Build Bush Library in Brownwood Texas ! You can help by going here

http://www.ipetitions.com/petition/BuildBushLibraryInBrownwood/index.html

6:35 PM  
Anonymous Anonymous said...

When the library was originally proposed, it did not have some ideologically motivated think tank attached. Frankly, I'm not jumping up and down about the library, but it is not nearly the problem in my mind that the neo-conservative think tank is. Had they been truthful about their intentions, opposition would have come to the fore earlier.

11:25 PM  
Anonymous Anonymous said...

What we'll end up with is Dallas becoming bad mojo for Presidents. GWB will most likely go down as one of the worst presidents in history and his library and think-tank will be here, along with the Kennedy assassination site. Maybe they should build W's library in the old school book depository and make the whole thing even more depressing.

9:07 AM  
Anonymous Anonymous said...

yeah!

10:48 AM  
Anonymous Anonymous said...

Wow, you seem awfully hateful toward a group who is joining your cause, prof!

11:27 AM  
Anonymous Anonymous said...

Another argument to add to how this Library is a bad idea...
I don't know if there are any other SMU students on these comments, but have you noticed the extra $7,000 a year tacked on to our tuition?!?
Surely all the money dumped on government projects won't be dumped into this library. Nooo, the students will be paying for it and we didn't even have a say as to yay or nay.
The worst thing is the kind of students SMU will attract. First off the student must afford SMU (wealthy) and the student must not be opposed to the highly conservative reputation (highly conservative). Like there's not enough of these kids on campus... Goodbye any lick of diversity we had left.
I will be so happy to graduate.

2:21 PM  
Anonymous Anonymous said...

The idea of a partisan Bush Institute was not known to the faculty until just recently.
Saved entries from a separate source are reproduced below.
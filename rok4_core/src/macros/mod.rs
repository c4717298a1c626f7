//! Testing and assertion macros
//!
//! This module provides utility macros for testing, particularly for pattern-based assertions.

/// Asserts that the string representation of an expression matches a given wildcard pattern.
///
/// This macro is useful when you want to verify that an expression's output conforms to
/// a specific wildcard pattern, rather than an exact string match.
///
/// # Example
/// ```
/// use rok4_core::assert_wildcard;
/// let value = "hello_world";
/// assert_wildcard!(value, "hello_*");
/// ```
#[macro_export]
macro_rules! assert_wildcard {
	($expression:expr, $wildcard:expr) => {
		let expression = format!("{}", $expression);
		if !wildmatch::WildMatch::new($wildcard).matches(&expression) {
			panic!(
				"assertion failed: expression \"{expression:?}\" does not match wildcard \"{}\"",
				$wildcard
			)
		}
	};
}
See Susanne Johnson's opinion piece in today's DMN: http://www.dallasnews.com/sharedcontent/dws/dn/opinion/viewpoints/stories/DN-johnson_24edi.ART.State.Edition1.295903e.html

2:58 PM  
Blogger Frank said...

How will a conservative "think tank," part of the library deal, peg this school as conservative-welcome/liberal-be-damned?

I notice there is never any discussion about how the vast majority of Universities in this country are already liberal-welcome/conservative-be-damned. But hey, that's what you can expect from the compassionate, inclusive left.

12:42 PM  
Anonymous Anonymous said...

Jim Schutze's column adds nothing to the debate.
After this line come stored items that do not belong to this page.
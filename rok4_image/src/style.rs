//! Style definitions applied by [`crate::styled::StyledImage`] on top of a
//! (usually single-channel) elevation or classification producer.

use crate::color::parse_hex_color;
use anyhow::{Result, bail, ensure};

/// One value-to-colour mapping stop.
#[derive(Debug, Clone, Copy, PartialEq)]
pub struct PaletteStop {
	pub value: f64,
	pub rgba: [u8; 4],
}

#[derive(Debug, Clone, Copy, PartialEq, Eq)]
pub enum SlopeUnit {
	Percent,
	Degrees,
}

#[derive(Debug, Clone, Copy, PartialEq, Eq)]
pub enum AspectConvention {
	/// 0 = north, clockwise (compass bearing).
	Compass,
	/// Standard mathematical angle, 0 = east, counter-clockwise.
	Trigonometric,
}

#[derive(Debug, Clone)]
pub enum Style {
	/// Maps sample values to colours via a sorted list of stops.
	Palette {
		stops: Vec<PaletteStop>,
		rgb_continuous: bool,
		alpha_continuous: bool,
		no_alpha: bool,
	},
	/// Gradient magnitude over a local 3x3 window.
	Slope { unit: SlopeUnit, pixel_size: f64 },
	/// Gradient direction over a local 3x3 window.
	Aspect { convention: AspectConvention, pixel_size: f64 },
	/// Horn's formula shaded relief.
	Hillshade { azimuth_deg: f64, elevation_deg: f64, z_exaggeration: f64, center: bool, pixel_size: f64 },
}

impl Style {
	/// Number of output channels this style produces (1, 3 or 4).
	#[must_use]
	pub fn output_channels(&self) -> u8 {
		match self {
			Style::Palette { no_alpha: true, .. } => 3,
			Style::Palette { no_alpha: false, .. } => 4,
			Style::Slope { .. } | Style::Aspect { .. } | Style::Hillshade { .. } => 1,
		}
	}
}

impl PaletteStop {
	/// # Errors
	/// Returns an error if `hex` is not a valid colour (see [`parse_hex_color`]).
	pub fn new(value: f64, hex: &str) -> Result<Self> {
		let bytes = parse_hex_color(hex)?;
		let rgba = match bytes.len() {
			3 => [bytes[0], bytes[1], bytes[2], 255],
			4 => [bytes[0], bytes[1], bytes[2], bytes[3]],
			n => bail!("palette stop colour must expand to 3 or 4 bytes, got {n}"),
		};
		Ok(Self { value, rgba })
	}
}

/// Looks up `sample` in `stops` (which must be sorted by ascending value).
///
/// Below the first stop or above the last, the nearest edge stop's colour is
/// used unchanged. Between two stops, `rgb_continuous`/`alpha_continuous`
/// each independently choose interpolation or snapping to the lower stop.
#[must_use]
pub fn lookup(stops: &[PaletteStop], sample: f64, rgb_continuous: bool, alpha_continuous: bool) -> [u8; 4] {
	if stops.is_empty() {
		return [0, 0, 0, 0];
	}
	if sample <= stops[0].value {
		return stops[0].rgba;
	}
	if sample >= stops[stops.len() - 1].value {
		return stops[stops.len() - 1].rgba;
	}

	let upper = stops.partition_point(|stop| stop.value <= sample);
	let lo = &stops[upper - 1];
	let hi = &stops[upper];
	let span = hi.value - lo.value;
	let t = if span > 0.0 { (sample - lo.value) / span } else { 0.0 };

	let mut out = [0u8; 4];
	for c in 0..3 {
		out[c] = if rgb_continuous {
			(f64::from(lo.rgba[c]) + t * (f64::from(hi.rgba[c]) - f64::from(lo.rgba[c]))).round() as u8
		} else {
			lo.rgba[c]
		};
	}
	out[3] = if alpha_continuous {
		(f64::from(lo.rgba[3]) + t * (f64::from(hi.rgba[3]) - f64::from(lo.rgba[3]))).round() as u8
	} else {
		lo.rgba[3]
	};
	out
}

/// Horn's formula: partial derivatives of a 3x3 elevation window `z`
/// (row-major, `z[1][1]` the centre), scaled by `pixel_size`.
#[must_use]
pub fn horn_gradient(z: &[[f64; 3]; 3], pixel_size: f64) -> (f64, f64) {
	let dz_dx = ((z[0][2] + 2.0 * z[1][2] + z[2][2]) - (z[0][0] + 2.0 * z[1][0] + z[2][0])) / (8.0 * pixel_size);
	let dz_dy = ((z[2][0] + 2.0 * z[2][1] + z[2][2]) - (z[0][0] + 2.0 * z[0][1] + z[0][2])) / (8.0 * pixel_size);
	(dz_dx, dz_dy)
}

/// Shaded-relief value in `[0, 255]` from a gradient, per Horn's hillshade formula.
#[must_use]
pub fn hillshade_value(dz_dx: f64, dz_dy: f64, azimuth_deg: f64, elevation_deg: f64, z_exaggeration: f64, center: bool) -> u8 {
	let slope_rad = (z_exaggeration * (dz_dx * dz_dx + dz_dy * dz_dy).sqrt()).atan();
	let aspect_rad = dz_dy.atan2(-dz_dx);

	let zenith_rad = (90.0 - elevation_deg).to_radians();
	let azimuth_rad = azimuth_deg.to_radians();

	let shade = zenith_rad.cos() * slope_rad.cos() + zenith_rad.sin() * slope_rad.sin() * (azimuth_rad - aspect_rad).cos();
	let shade = shade.clamp(-1.0, 1.0);

	if center {
		(127.0 + shade * 127.0).round().clamp(0.0, 255.0) as u8
	} else {
		(shade * 255.0).round().clamp(0.0, 255.0) as u8
	}
}

impl Style {
	/// # Errors
	/// Returns an error if a `Palette` variant has no stops, or any numeric
	/// parameter is non-finite.
	pub fn validate(&self) -> Result<()> {
		match self {
			Style::Palette { stops, .. } => ensure!(!stops.is_empty(), "a palette style needs at least one stop"),
			Style::Slope { pixel_size, .. } | Style::Aspect { pixel_size, .. } => {
				ensure!(*pixel_size > 0.0, "pixel size must be positive")
			}
			Style::Hillshade { pixel_size, z_exaggeration, .. } => {
				ensure!(*pixel_size > 0.0, "pixel size must be positive");
				ensure!(*z_exaggeration > 0.0, "z exaggeration must be positive");
			}
		}
		Ok(())
	}
}

#[cfg(test)]
mod tests {
	use super::*;

	fn stops() -> Vec<PaletteStop> {
		vec![PaletteStop::new(0.0, "000000").unwrap(), PaletteStop::new(100.0, "FFFFFF").unwrap()]
	}

	#[test]
	fn continuous_lookup_interpolates_midpoint() {
		let color = lookup(&stops(), 50.0, true, true);
		assert_eq!(color, [127, 127, 127, 255]);
	}

	#[test]
	fn discrete_lookup_snaps_to_lower_stop() {
		let color = lookup(&stops(), 50.0, false, false);
		assert_eq!(color, [0, 0, 0, 255]);
	}

	#[test]
	fn out_of_range_clamps_to_edge_stops() {
		assert_eq!(lookup(&stops(), -10.0, true, true), [0, 0, 0, 255]);
		assert_eq!(lookup(&stops(), 1000.0, true, true), [255, 255, 255, 255]);
	}

	#[test]
	fn flat_surface_has_no_shade_variation() {
		let flat = [[10.0; 3]; 3];
		let (dx, dy) = horn_gradient(&flat, 1.0);
		assert_eq!((dx, dy), (0.0, 0.0));
		let value = hillshade_value(dx, dy, 315.0, 45.0, 1.0, true);
		assert_eq!(value, 127);
	}

	#[test]
	fn palette_requires_at_least_one_stop() {
		let style = Style::Palette { stops: vec![], rgb_continuous: true, alpha_continuous: true, no_alpha: false };
		assert!(style.validate().is_err());
	}
}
The amount of land available on a campus is relevant to the debate, if the Presidential Library is to be associated with a university. (It does not have to be on a campus, that is discretionary, not mandatory.) The external architecture of the repository is irrelevant. The inside should meet climate control standards for preservation of paper based, electronic and audiovisual records. The records themselves belong to the government not the Bush foundation or a university. They could just as well be placed in Washington, DC with other government records.

The Bush Library, like all the other presidential libraries, except the privately administered Nixon library, will be run by the National Archives which is part of the federal government and is headed by an historian. People, this isn't hidden information, take a look at
http://www.archives.gov/presidential-libraries/

Why so many people started charging into battle, beginning in December with the first news reports, without checking out the lay of the land first is beyond me.